# Entries provided
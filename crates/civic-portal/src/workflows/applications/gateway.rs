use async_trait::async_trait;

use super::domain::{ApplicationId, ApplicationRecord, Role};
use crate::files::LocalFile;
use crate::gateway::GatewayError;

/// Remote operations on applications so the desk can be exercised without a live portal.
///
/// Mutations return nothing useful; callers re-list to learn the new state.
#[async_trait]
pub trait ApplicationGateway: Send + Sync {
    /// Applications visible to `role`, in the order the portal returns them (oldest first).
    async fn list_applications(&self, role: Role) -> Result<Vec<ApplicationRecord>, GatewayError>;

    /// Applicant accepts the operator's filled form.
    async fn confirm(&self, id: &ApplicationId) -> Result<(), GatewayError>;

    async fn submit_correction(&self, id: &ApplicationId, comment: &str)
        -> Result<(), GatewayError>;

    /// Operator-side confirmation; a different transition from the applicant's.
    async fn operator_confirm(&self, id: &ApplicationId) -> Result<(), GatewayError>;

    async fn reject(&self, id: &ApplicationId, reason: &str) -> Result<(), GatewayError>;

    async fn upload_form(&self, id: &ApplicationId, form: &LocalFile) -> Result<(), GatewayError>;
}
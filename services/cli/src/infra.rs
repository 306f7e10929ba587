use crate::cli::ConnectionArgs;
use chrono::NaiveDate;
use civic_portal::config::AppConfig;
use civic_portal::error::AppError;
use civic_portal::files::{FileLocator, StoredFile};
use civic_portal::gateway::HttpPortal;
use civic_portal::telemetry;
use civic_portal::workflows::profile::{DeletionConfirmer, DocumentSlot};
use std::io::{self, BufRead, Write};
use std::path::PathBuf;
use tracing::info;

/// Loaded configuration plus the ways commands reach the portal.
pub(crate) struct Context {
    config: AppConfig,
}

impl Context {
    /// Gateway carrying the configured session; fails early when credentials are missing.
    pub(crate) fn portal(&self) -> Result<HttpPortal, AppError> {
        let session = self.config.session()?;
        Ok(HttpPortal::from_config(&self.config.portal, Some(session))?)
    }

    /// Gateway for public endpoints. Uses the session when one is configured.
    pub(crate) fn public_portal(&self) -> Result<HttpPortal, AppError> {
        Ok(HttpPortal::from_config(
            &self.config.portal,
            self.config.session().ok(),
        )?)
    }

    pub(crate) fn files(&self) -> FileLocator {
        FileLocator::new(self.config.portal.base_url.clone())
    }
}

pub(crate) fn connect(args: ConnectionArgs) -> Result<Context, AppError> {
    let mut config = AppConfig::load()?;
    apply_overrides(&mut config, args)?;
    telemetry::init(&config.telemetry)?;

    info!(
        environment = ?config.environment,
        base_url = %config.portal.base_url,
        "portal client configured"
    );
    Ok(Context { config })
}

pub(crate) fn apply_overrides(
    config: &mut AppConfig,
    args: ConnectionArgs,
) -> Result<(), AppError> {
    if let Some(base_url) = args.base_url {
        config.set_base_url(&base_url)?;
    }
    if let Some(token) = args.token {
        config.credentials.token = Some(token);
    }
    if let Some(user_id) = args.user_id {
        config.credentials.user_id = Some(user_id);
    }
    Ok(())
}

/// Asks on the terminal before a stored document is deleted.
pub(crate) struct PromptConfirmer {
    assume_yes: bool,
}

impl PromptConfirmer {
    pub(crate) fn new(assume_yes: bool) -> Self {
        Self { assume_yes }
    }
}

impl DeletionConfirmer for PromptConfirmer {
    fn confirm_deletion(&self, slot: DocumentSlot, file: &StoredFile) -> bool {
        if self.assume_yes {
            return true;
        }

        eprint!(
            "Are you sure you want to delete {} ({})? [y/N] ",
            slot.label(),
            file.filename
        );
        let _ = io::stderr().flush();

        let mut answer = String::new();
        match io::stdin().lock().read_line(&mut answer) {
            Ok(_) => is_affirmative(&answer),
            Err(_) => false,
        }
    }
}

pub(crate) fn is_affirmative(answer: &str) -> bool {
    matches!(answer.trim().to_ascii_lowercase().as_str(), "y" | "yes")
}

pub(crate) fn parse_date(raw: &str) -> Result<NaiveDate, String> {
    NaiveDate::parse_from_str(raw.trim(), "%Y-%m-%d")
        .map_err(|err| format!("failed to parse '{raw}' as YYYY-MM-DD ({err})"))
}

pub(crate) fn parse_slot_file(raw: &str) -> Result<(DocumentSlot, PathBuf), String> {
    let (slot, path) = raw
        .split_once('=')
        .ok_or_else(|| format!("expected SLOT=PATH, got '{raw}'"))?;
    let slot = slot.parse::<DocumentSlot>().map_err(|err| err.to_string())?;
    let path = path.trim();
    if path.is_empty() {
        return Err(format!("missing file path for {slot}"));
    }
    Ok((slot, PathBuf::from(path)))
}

# Goal of the exercise
Go through the material and copy every line in which the word "Some" occurs.

# Finished task
        Ok(HttpPortal::from_config(&self.config.portal, Some(session))?)
    if let Some(base_url) = args.base_url {
    if let Some(token) = args.token {
        config.credentials.token = Some(token);
    if let Some(user_id) = args.user_id {
        config.credentials.user_id = Some(user_id);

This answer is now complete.